Exercise objective
Return the following entries exactly, word for word.
(The records)
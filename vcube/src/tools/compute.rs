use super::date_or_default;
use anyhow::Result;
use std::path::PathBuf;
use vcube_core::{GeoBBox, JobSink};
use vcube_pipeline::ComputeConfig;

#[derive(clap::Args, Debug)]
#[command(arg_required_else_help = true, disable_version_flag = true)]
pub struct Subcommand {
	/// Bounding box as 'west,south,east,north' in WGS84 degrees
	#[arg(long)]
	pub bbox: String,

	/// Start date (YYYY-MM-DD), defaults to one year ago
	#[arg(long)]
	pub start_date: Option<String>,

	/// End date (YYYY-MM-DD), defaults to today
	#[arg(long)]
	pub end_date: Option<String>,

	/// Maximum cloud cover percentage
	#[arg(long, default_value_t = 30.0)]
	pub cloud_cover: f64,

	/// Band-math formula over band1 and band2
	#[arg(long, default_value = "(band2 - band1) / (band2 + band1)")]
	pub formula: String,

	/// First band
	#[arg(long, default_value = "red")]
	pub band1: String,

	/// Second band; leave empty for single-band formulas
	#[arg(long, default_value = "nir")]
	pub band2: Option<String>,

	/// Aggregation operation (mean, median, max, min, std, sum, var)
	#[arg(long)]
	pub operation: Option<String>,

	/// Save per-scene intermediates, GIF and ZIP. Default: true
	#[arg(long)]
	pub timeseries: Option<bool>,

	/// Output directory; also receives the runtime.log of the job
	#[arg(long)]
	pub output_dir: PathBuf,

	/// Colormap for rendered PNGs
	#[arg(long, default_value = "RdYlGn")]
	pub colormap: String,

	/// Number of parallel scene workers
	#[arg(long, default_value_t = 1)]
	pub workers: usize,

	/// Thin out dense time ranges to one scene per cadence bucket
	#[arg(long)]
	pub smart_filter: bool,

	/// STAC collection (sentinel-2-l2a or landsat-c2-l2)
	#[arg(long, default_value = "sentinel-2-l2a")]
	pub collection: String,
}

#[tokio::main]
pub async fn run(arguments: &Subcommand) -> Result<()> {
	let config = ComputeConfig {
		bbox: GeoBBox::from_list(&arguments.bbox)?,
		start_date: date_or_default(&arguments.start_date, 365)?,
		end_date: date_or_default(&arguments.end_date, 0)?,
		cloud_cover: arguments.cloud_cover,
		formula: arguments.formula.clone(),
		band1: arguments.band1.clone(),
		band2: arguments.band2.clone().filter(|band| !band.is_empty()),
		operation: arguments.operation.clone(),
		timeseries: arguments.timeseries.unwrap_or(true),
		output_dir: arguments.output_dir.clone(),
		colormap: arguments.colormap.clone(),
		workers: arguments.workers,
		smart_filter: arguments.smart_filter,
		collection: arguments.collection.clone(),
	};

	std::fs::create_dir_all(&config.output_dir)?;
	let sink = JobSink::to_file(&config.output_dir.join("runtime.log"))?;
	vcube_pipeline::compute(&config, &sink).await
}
(End The records)
Finished exercise
filename vcube/src/tools/compute.rs
use super::date_or_default;
use anyhow::Result;
use std::path::PathBuf;
use vcube_core::{GeoBBox, JobSink};
use vcube_pipeline::ComputeConfig;

#[derive(clap::Args, Debug)]
#[command(arg_required_else_help = true, disable_version_flag = true)]
pub struct Subcommand {
	/// Bounding box as 'west,south,east,north' in WGS84 degrees
	#[arg(long)]
	pub bbox: String,

	/// Start date (YYYY-MM-DD), defaults to one year ago
	#[arg(long)]
	pub start_date: Option<String>,

	/// End date (YYYY-MM-DD), defaults to today
	#[arg(long)]
	pub end_date: Option<String>,

	/// Maximum cloud cover percentage
	#[arg(long, default_value_t = 30.0)]
	pub cloud_cover: f64,

	/// Band-math formula over band1 and band2
	#[arg(long, default_value = "(band2 - band1) / (band2 + band1)")]
	pub formula: String,

	/// First band
	#[arg(long, default_value = "red")]
	pub band1: String,

	/// Second band; leave empty for single-band formulas
	#[arg(long, default_value = "nir")]
	pub band2: Option<String>,

	/// Aggregation operation (mean, median, max, min, std, sum, var)
	#[arg(long)]
	pub operation: Option<String>,

	/// Save per-scene intermediates, GIF and ZIP. Default: true
	#[arg(long)]
	pub timeseries: Option<bool>,

	/// Output directory; also receives the runtime.log of the job
	#[arg(long)]
	pub output_dir: PathBuf,

	/// Colormap for rendered PNGs
	#[arg(long, default_value = "RdYlGn")]
	pub colormap: String,

	/// Number of parallel scene workers
	#[arg(long, default_value_t = 1)]
	pub workers: usize,

	/// Thin out dense time ranges to one scene per cadence bucket
	#[arg(long)]
	pub smart_filter: bool,

	/// STAC collection (sentinel-2-l2a or landsat-c2-l2)
	#[arg(long, default_value = "sentinel-2-l2a")]
	pub collection: String,
}

#[tokio::main]
pub async fn run(arguments: &Subcommand) -> Result<()> {
	let config = ComputeConfig {
		bbox: GeoBBox::from_list(&arguments.bbox)?,
		start_date: date_or_default(&arguments.start_date, 365)?,
		end_date: date_or_default(&arguments.end_date, 0)?,
		cloud_cover: arguments.cloud_cover,
		formula: arguments.formula.clone(),
		band1: arguments.band1.clone(),
		band2: arguments.band2.clone().filter(|band| !band.is_empty()),
		operation: arguments.operation.clone(),
		timeseries: arguments.timeseries.unwrap_or(true),
		output_dir: arguments.output_dir.clone(),
		colormap: arguments.colormap.clone(),
		workers: arguments.workers,
		smart_filter: arguments.smart_filter,
		collection: arguments.collection.clone(),
	};

	std::fs::create_dir_all(&config.output_dir)?;
	let sink = JobSink::to_file(&config.output_dir.join("runtime.log"))?;
	vcube_pipeline::compute(&config, &sink).await
}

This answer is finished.